O erro de Anselmo não constituiu apenas em desenvolver uma teoria
jurídica da Redenção, mas ainda no fato de que ele pretendeu enxergar nas
relações jurídicas implicadas no termo “redenção” uma expressão adequada do
mistério de nossa salvação realizada por Cristo. Rejeitando as demais
expressões desse mistério como sendo imagens inadequadas – quasi quaedam picturae – ele acreditou ter encontrado na imagem
jurídica, a da redenção, o próprio corpo da verdade, sua “solidez racional” – veritatis rationabilis soliditas – uma
necessidade que provasse que Deus deveria morrer para nossa salvação.
A impossibilidade de expressar racionalmente a necessidade da obra
redentora explorando o conteúdo jurídico do termo “redenção” foi demonstrada
por São Gregório de Nazianze numa magistral redução ao absurdo: “É preciso que
examinemos um problema e um dogma que muitas vezes foram deixados de lado, mas
que para mim nem por isso deixam de exigir um estudo aprofundado. O sangue
derramado por nós, sangue preciosíssimo e glorioso de Deus, este sangue do
Sacrificador e do Sacrifício, por que foi ele derramando e a quem foi ele
oferecido? Estávamos sob o domínio do demônio, vendidos ao pecado, depois de
havermos adquirido a corrupção com nossa concupiscência. Se o preço de nosso
resgate foi pago àquele que nos mantinha sob seu poder, eu me pergunto: a quem,
e por que motivo foi oferecido tal preço? Se ele foi oferecido ao demônio, é
ultrajante! O assaltante recebe o preço da redenção! E não apenas ele o recebe
de Deus, como ele recebe o próprio Deus. Por sua violência, ele exigiu um preço
tão desmesurado que teria sido mais justo comutar nossa pena. Mas se esse preço
foi oferecido ao Pai, podemos nos perguntar acima de tudo, por que razão? Não
foi o Pai que nos manteve cativos. Assim, por que seria o sangue do Filho Único
agradável ao Pai, que não quis aceitar Isaac oferecido em holocausto por
Abrahão, substituindo o sacrifício humano pelo de um carneiro? Não é evidente
que o Pai aceitou o sacrifício, não por tê-lo exigido, nem por necessitar dele,
mas apenas pela economia? Era preciso que o homem fosse santificado pela
humanidade de Deus, era preciso que ele próprio nos liberasse triunfando sobre
o tirano por sua própria força, que ele nos chamasse para ele por intermédio de
seu Filho que é o Mediador, o qual a tudo realizou em honra do Pai, a quem ele
obedeceu em tudo... Que o demais seja venerado pelo silêncio...[2]”.

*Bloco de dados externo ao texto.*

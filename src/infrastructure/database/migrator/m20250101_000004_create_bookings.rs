//! Create bookings table
//!
//! Indexed for the overlap check (vehicle + status) and the
//! periodic status jobs (status + dates).

use sea_orm_migration::prelude::*;

use super::m20250101_000002_create_customers::Customers;
use super::m20250101_000003_create_vehicles::Vehicles;

#[derive(DeriveMigrationName)]
pub struct Migration;

#[async_trait::async_trait]
impl MigrationTrait for Migration {
    async fn up(&self, manager: &SchemaManager) -> Result<(), DbErr> {
        manager
            .create_table(
                Table::create()
                    .table(Bookings::Table)
                    .if_not_exists()
                    .col(
                        ColumnDef::new(Bookings::Id)
                            .integer()
                            .not_null()
                            .auto_increment()
                            .primary_key(),
                    )
                    .col(ColumnDef::new(Bookings::CustomerId).integer().not_null())
                    .col(ColumnDef::new(Bookings::VehicleId).integer().not_null())
                    .col(ColumnDef::new(Bookings::StartDate).date().not_null())
                    .col(ColumnDef::new(Bookings::EndDate).date().not_null())
                    .col(
                        ColumnDef::new(Bookings::TotalPrice)
                            .decimal_len(10, 2)
                            .not_null(),
                    )
                    .col(
                        ColumnDef::new(Bookings::Status)
                            .string_len(20)
                            .not_null()
                            .default("pending"),
                    )
                    .col(
                        ColumnDef::new(Bookings::PaymentMethod)
                            .string_len(10)
                            .not_null()
                            .default("cash"),
                    )
                    .col(ColumnDef::new(Bookings::Notes).text())
                    .col(
                        ColumnDef::new(Bookings::CreatedAt)
                            .timestamp_with_time_zone()
                            .not_null(),
                    )
                    .col(
                        ColumnDef::new(Bookings::UpdatedAt)
                            .timestamp_with_time_zone()
                            .not_null(),
                    )
                    .foreign_key(
                        ForeignKey::create()
                            .name("fk_bookings_customer")
                            .from(Bookings::Table, Bookings::CustomerId)
                            .to(Customers::Table, Customers::Id)
                            .on_delete(ForeignKeyAction::Cascade),
                    )
                    .foreign_key(
                        ForeignKey::create()
                            .name("fk_bookings_vehicle")
                            .from(Bookings::Table, Bookings::VehicleId)
                            .to(Vehicles::Table, Vehicles::Id)
                            .on_delete(ForeignKeyAction::Cascade),
                    )
                    .to_owned(),
            )
            .await?;

        manager
            .create_index(
                Index::create()
                    .name("idx_bookings_vehicle_status")
                    .table(Bookings::Table)
                    .col(Bookings::VehicleId)
                    .col(Bookings::Status)
                    .to_owned(),
            )
            .await?;

        manager
            .create_index(
                Index::create()
                    .name("idx_bookings_customer")
                    .table(Bookings::Table)
                    .col(Bookings::CustomerId)
                    .to_owned(),
            )
            .await?;

        manager
            .create_index(
                Index::create()
                    .name("idx_bookings_status_end_date")
                    .table(Bookings::Table)
                    .col(Bookings::Status)
                    .col(Bookings::EndDate)
                    .to_owned(),
            )
            .await
    }

    async fn down(&self, manager: &SchemaManager) -> Result<(), DbErr> {
        manager
            .drop_table(Table::drop().table(Bookings::Table).to_owned())
            .await
    }
}

#[derive(Iden)]
pub enum Bookings {
    Table,
    Id,
    CustomerId,
    VehicleId,
    StartDate,
    EndDate,
    TotalPrice,
    Status,
    PaymentMethod,
    Notes,
    CreatedAt,
    UpdatedAt,
}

O que ressalta de mais evidente no texto citado acima, é que para São
Gregório de Nazianze a noção fundamental da redenção, longe de implicar a ideia
de uma necessidade imposta pela justiça vindicativa, se apresenta como a
expressão da economia cujo mistério não pode ser explicitado de modo adequado
por uma série de conceitos racionais. “Foi preciso, diz ele pouco adiante, que
Deus se encarnasse e morresse para que nós pudéssemos viver”; e: “Nada pode
igualar o milagre de minha salvação: algumas gotas de sangue reconstituíram a
totalidade do universo”.
Depois dos horizontes estreitos de uma teologia exclusivamente
jurídica, nós encontramos entre os Padres uma noção extremamente rica da
redenção que inclui a vitória sobre a morte, as primícias da ressurreição
geral, a libertação da natureza cativa do demônio, e não apenas a justificação,
mas também a restauração da criação em Cristo. Aqui a Paixão não pode ser
separada da Ressurreição – o corpo glorioso de Cristo sentado à direita do Pai
– e ambas da vida dos cristãos aqui na terra. E no entanto, se a redenção
aparece como o momento central da Encarnação, ou seja, da economia do Filho em
relação ao mundo decaído, ela nem por isso deixa de ser um momento de uma
economia mais ampla da Santíssima Trindade em relação ao mundo criado ex nihilo e chamado a realizar
livremente a deificação, a união com Deus, “a fim de que Deus se torne tudo em
todas as coisas[3]”.
O pensamento dos Padres jamais fecha essa perspectiva final. Tendo a redenção
como objetivo imediato nossa salvação, esta se apresentará, em sua realização
última, no século futuro, como nossa união com Deus, como a deificação dos
seres criados resgatados por Cristo. Mas essa realização última supõe a
economia de outra Pessoa divina, enviada ao mundo depois do Filho.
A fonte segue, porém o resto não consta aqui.